Dogs can buffer stress experienced by young children


Should we be prescribing dogs instead of Prozac or Valium to treat stress in children?


The school bus dropped my granddaughter off at my home. From the way that she clomped up the stairs, with her head hung low I knew that she had had a bad day at school. Children are often unkind in the way that they relate to kids who have disabilities which makes my granddaughter a frequent target for her classmates. She tossed her backpack next to the door and threw herself onto the sofa and I knew that in a moment or two her elevated stress level was going to cause her to burst out in anger or in tears.


At that moment my Cavalier King Charles Spaniel, Ripley, poked his head out of my office. My granddaughter saw him, shifted her position from the sofa to the floor, and called him over to her. He ran over and she fondled his soft ears in her hands while she murmured "I love you Ripley. Do you love me?" The dog responded by licking her face and wagging his tail. She gave a little smile and her muscles seem to be slowly unknotting and the expected torrent of emotions did not come. Some 10 or 15 minutes later she seemed calm enough to return to normal, and she climbed back up on the sofa and turned on the television to her favorite kids programming channel, patting the cushion next to her to invite the little dog back onto her lap.


I have seen variants of this scenario unfold many times in my home, however I suppose that the reason that this episode caught my attention more than usual was because I had just encountered a new study which looked at the ability of dogs to buffer the stress experienced by young children. This research was conducted by a team of researchers led by Darlene Kertes from the Psychology Department of the University of Florida in Gainesville. The findings were published in the journal Social Development.


It seems as though we sometimes forget that children are just as subject to stress effects as are adults.
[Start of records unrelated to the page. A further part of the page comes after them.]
impl FunctionCall {
    pub fn new(function: impl Into<String>) -> Self {
        Self {
            function: function.into(),
            args: Vec::new(),
            kwargs: BTreeMap::new(),
            interpreter: None,
        }
    }

    pub fn with_args(mut self, args: impl IntoIterator<Item = Value>) -> Self {
        self.args = args.into_iter().collect();
        self
    }

    pub fn with_kwarg(mut self, key: impl Into<String>, value: Value) -> Self {
        self.kwargs.insert(key.into(), value);
        self
    }

    pub fn with_interpreter(mut self, interpreter: impl Into<String>) -> Self {
        self.interpreter = Some(interpreter.into());
        self
    }

    /// Last segment of the dotted path.
    pub fn short_name(&self) -> &str {
        self.function
            .rsplit('.')
            .next()
            .unwrap_or(&self.function)
    }
}

/// What a job runs.
#[derive(Debug, Clone, PartialEq, Serialize, Deserialize)]
#[serde(tag = "type", rename_all = "snake_case")]
pub enum JobKind {
    /// A shell command.
    Script { command: String },
    /// A function call with JSON arguments.
    Function(FunctionCall),
}

impl JobKind {
    pub fn table(&self) -> OptionTable {
        match self {
            JobKind::Script { .. } => OptionTable::Job,
            JobKind::Function(_) => OptionTable::Function,
        }
    }

    /// Base for the generated job name.
    fn base_name(&self) -> String {
        let base = match self {
            JobKind::Script { command } => command
                .split_whitespace()
                .next()
                .and_then(|exe| Path::new(exe).file_name())
                .map(|name| name.to_string_lossy().into_owned())
                .unwrap_or_default(),
            JobKind::Function(call) => call.short_name().to_string(),
        };
        if base.is_empty() { "job".to_string() } else { base }
    }
}

/// Lifecycle state of a job.
#[derive(Debug, Clone, Copy, PartialEq, Eq, Hash, Serialize, Deserialize)]
#[serde(rename_all = "snake_case")]
pub enum JobState {
    /// Built but nothing written yet.
    NotSubmitted,
    /// Scripts written to disk.
    Written,
    /// Handed to the scheduler.
    Submitted,
    /// Waiting in the queue.
    Queued,
    Running,
    Held,
    Completed,
    Failed,
    Cancelled,
}

impl JobState {
    /// Check if this is a terminal state.
    pub fn is_terminal(&self) -> bool {
        matches!(
            self,
            JobState::Completed | JobState::Failed | JobState::Cancelled
        )
    }

    /// Check if this represents a successful completion.
    pub fn is_success(&self) -> bool {
        matches!(self, JobState::Completed)
    }

    /// Whether the job was handed to a scheduler and has not finished.
    pub fn is_active(&self) -> bool {
        matches!(
            self,
            JobState::Submitted | JobState::Queued | JobState::Running | JobState::Held
        )
    }

    pub fn name(&self) -> &'static str {
        match self {
            JobState::NotSubmitted => "not_submitted",
            JobState::Written => "written",
            JobState::Submitted => "submitted",
            JobState::Queued => "queued",
            JobState::Running => "running",
            JobState::Held => "held",
            JobState::Completed => "completed",
            JobState::Failed => "failed",
            JobState::Cancelled => "cancelled",
        }
    }
}

impl fmt::Display for JobState {
    fn fmt(&self, f: &mut fmt::Formatter<'_>) -> fmt::Result {
        f.write_str(self.name())
    }
}

/// Files generated for a job.
#[derive(Debug, Clone, Default, PartialEq, Serialize, Deserialize)]
pub struct JobScripts {
    /// Script handed to sbatch, qsub or bash.
    pub submission: Script,

    /// Tracked script run by the SLURM wrapper through `srun`.
    pub exec: Option<Script>,

    /// Interpreter-side runner for function jobs.
    pub function: Option<Script>,

    /// JSON arguments for function jobs.
    pub function_input: Option<Script>,
}

impl JobScripts {
    /// Every generated file, submission script first.
    pub fn all(&self) -> impl Iterator<Item = &Script> {
        std::iter::once(&self.submission)
            .chain(self.exec.as_ref())
            .chain(self.function.as_ref())
            .chain(self.function_input.as_ref())
    }
}

/// A job and everything needed to write, submit and collect it.
#[derive(Debug, Clone, PartialEq, Serialize, Deserialize)]
pub struct Job {
    pub id: JobId,
    pub name: String,
    pub kind: JobKind,
    pub qtype: QueueType,
    pub options: JobOptions,
    pub state: JobState,

    /// Id assigned by the scheduler (or the local executor).
    pub queue_id: Option<String>,

    /// Queue ids this job waits for.
    pub dependencies: Vec<String>,

    pub runpath: PathBuf,
    pub outpath: PathBuf,
    pub scriptpath: PathBuf,
    pub outfile: PathBuf,
    pub errfile: PathBuf,

    /// JSON result of a function job.
    pub function_output: Option<PathBuf>,

    pub scripts: JobScripts,

    /// Delete generated scripts once outputs are collected.
    pub clean_files: bool,

    /// Delete output files once they are collected.
    pub clean_outputs: bool,

    pub created_at: DateTime<Utc>,
    pub submitted_at: Option<DateTime<Utc>>,
    pub completed_at: Option<DateTime<Utc>>,
    pub exit_code: Option<i32>,
}

impl Job {
    /// Start building a shell command job.
    pub fn script(command: impl Into<String>) -> JobBuilder {
        JobBuilder::new(JobKind::Script {
            command: command.into(),
        })
    }

    /// Start building a function-call job.
    pub fn function(call: FunctionCall) -> JobBuilder {
        JobBuilder::new(JobKind::Function(call))
    }

    /// The shell command the tracked script runs.
    pub fn command(&self) -> String {
        match &self.kind {
            JobKind::Script { command } => command.clone(),
            JobKind::Function(call) => {
                let runner = script::function_runner_path(&self.scriptpath, &self.name, &self.suffix());
                format!(
                    "{} {}",
                    call.interpreter.as_deref().unwrap_or("python3"),
                    script::shell_quote(&runner.to_string_lossy())
                )
            }
        }
    }

    /// Suffix used for generated file names.
    pub fn suffix(&self) -> String {
        self.options.suffix()
    }

    /// Whether the job ran or is running somewhere.
    pub fn is_submitted(&self) -> bool {
        self.queue_id.is_some()
    }

    /// Record a state change, stamping completion time on terminal states.
    pub fn set_state(&mut self, state: JobState) {
        if state != self.state {
            tracing::debug!("Job {} changed state: {} -> {}", self.name, self.state, state);
        }
        self.state = state;
        if state.is_terminal() && self.completed_at.is_none() {
            self.completed_at = Some(Utc::now());
        }
    }
}

/// Builder for [`Job`].
#[derive(Debug, Clone)]
pub struct JobBuilder {
    kind: JobKind,
    name: Option<String>,
    qtype: Option<QueueType>,
    options: Vec<(String, Value)>,
    profile: Option<String>,
}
In one survey conducted by the American Psychological Association it was reported that nearly one third of the children interviewed had experienced a stress associated physical symptom in the previous month. The problem is that not only are there short-term symptomatic problems because of stress, such as sleep disturbance, headaches, or stomach aches, but also the possibility of longer-term health issues such as depression, anxiety, and ulcers. So any way that we can buffer the stress responses in children may ultimately have lasting consequences.

This new study study involved 101 families with children between the ages of 7 and 12. All of these families also had a pet dog.